Content starts
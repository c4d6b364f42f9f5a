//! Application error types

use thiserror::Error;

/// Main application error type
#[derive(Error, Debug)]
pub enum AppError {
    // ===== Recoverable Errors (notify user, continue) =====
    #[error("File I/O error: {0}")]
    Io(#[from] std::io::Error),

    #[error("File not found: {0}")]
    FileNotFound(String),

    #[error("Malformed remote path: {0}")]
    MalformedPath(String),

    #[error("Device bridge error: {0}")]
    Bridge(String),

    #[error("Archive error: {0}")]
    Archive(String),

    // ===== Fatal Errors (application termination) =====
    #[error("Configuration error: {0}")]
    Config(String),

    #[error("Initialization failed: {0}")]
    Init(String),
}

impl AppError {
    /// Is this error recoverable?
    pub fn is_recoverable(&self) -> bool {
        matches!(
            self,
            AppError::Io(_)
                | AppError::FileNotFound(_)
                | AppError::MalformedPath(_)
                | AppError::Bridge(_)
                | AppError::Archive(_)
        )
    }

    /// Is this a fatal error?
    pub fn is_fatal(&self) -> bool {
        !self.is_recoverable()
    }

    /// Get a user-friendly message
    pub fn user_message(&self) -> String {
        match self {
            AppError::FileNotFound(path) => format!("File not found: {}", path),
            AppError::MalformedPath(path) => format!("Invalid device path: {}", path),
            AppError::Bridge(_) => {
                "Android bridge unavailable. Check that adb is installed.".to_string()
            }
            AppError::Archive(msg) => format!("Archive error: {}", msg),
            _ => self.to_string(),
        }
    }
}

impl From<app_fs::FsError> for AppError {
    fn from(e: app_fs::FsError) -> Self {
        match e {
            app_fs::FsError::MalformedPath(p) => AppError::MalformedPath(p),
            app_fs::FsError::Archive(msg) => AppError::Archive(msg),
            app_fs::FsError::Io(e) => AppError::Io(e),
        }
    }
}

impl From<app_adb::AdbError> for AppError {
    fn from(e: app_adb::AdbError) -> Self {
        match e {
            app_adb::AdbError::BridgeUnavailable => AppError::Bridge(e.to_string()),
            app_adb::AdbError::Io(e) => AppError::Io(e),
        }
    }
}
Content ends
BRIEF: Tally the lines in this data that hold the word "Errors" and state only the count.

TASK ANSWER: 2